> _Excerpts from a dataset_
//! Prometheus metrics collection for Gatehouse
//!
//! This module provides metrics instrumentation for tracking:
//! - Routing decisions by backend and reason
//! - Backend invocation outcomes, failures, latency and retries
//! - Fallback attempts, outcomes and estimated cost savings
//! - Circuit breaker state and transitions
//! - Load shedding and in-flight request count
//! - Streaming relay terminations
//!
//! Metrics are exposed via the `/metrics` endpoint in Prometheus text format.

use crate::error::FailureCategory;
use crate::resilience::circuit_breaker::CircuitState;
use crate::router::RouteReason;
use crate::shedder::ShedReason;
use crate::streaming::RelayTermination;
use prometheus::{
    Counter, Encoder, HistogramOpts, HistogramVec, IntCounterVec, IntGauge, IntGaugeVec, Opts,
    Registry, TextEncoder,
};
use std::sync::Arc;

/// Invocation outcome enum for type-safe metrics labels
#[derive(Debug, Clone, Copy, PartialEq, Eq)]
pub enum Outcome {
    Success,
    Failure,
}

impl Outcome {
    /// Convert outcome to Prometheus label string
    pub fn as_str(&self) -> &'static str {
        match self {
            Outcome::Success => "success",
            Outcome::Failure => "failure",
        }
    }
}

/// Metrics collector for Gatehouse
///
/// Cheap to clone: every handle shares one registry.
#[derive(Clone)]
pub struct Metrics {
    pub registry: Arc<Registry>,
    routing_decisions: IntCounterVec,
    backend_requests: IntCounterVec,
    backend_failures: IntCounterVec,
    backend_latency: HistogramVec,
    backend_retries: IntCounterVec,
    fallback_attempts: IntCounterVec,
    fallback_outcomes: IntCounterVec,
    cost_savings: Counter,
    circuit_state: IntGaugeVec,
    circuit_transitions: IntCounterVec,
    load_shed: IntCounterVec,
    active_requests: IntGauge,
    stream_terminations: IntCounterVec,
    mid_stream_failures: IntCounterVec,
    metrics_recording_failures: IntCounterVec,
}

> _Task objective_
Please reproduce the data as it was given, with every line exact.

> _Exercise output_
//! Prometheus metrics collection for Gatehouse
//!
//! This module provides metrics instrumentation for tracking:
//! - Routing decisions by backend and reason
//! - Backend invocation outcomes, failures, latency and retries
//! - Fallback attempts, outcomes and estimated cost savings
//! - Circuit breaker state and transitions
//! - Load shedding and in-flight request count
//! - Streaming relay terminations
//!
//! Metrics are exposed via the `/metrics` endpoint in Prometheus text format.

use crate::error::FailureCategory;
use crate::resilience::circuit_breaker::CircuitState;
use crate::router::RouteReason;
use crate::shedder::ShedReason;
use crate::streaming::RelayTermination;
use prometheus::{
    Counter, Encoder, HistogramOpts, HistogramVec, IntCounterVec, IntGauge, IntGaugeVec, Opts,
    Registry, TextEncoder,
};
use std::sync::Arc;

/// Invocation outcome enum for type-safe metrics labels
#[derive(Debug, Clone, Copy, PartialEq, Eq)]
pub enum Outcome {
    Success,
    Failure,
}

impl Outcome {
    /// Convert outcome to Prometheus label string
    pub fn as_str(&self) -> &'static str {
        match self {
            Outcome::Success => "success",
            Outcome::Failure => "failure",
        }
    }
}

/// Metrics collector for Gatehouse
///
/// Cheap to clone: every handle shares one registry.
#[derive(Clone)]
pub struct Metrics {
    pub registry: Arc<Registry>,
    routing_decisions: IntCounterVec,
    backend_requests: IntCounterVec,
    backend_failures: IntCounterVec,
    backend_latency: HistogramVec,
    backend_retries: IntCounterVec,
    fallback_attempts: IntCounterVec,
    fallback_outcomes: IntCounterVec,
    cost_savings: Counter,
    circuit_state: IntGaugeVec,
    circuit_transitions: IntCounterVec,
    load_shed: IntCounterVec,
    active_requests: IntGauge,
    stream_terminations: IntCounterVec,
    mid_stream_failures: IntCounterVec,
    metrics_recording_failures: IntCounterVec,
}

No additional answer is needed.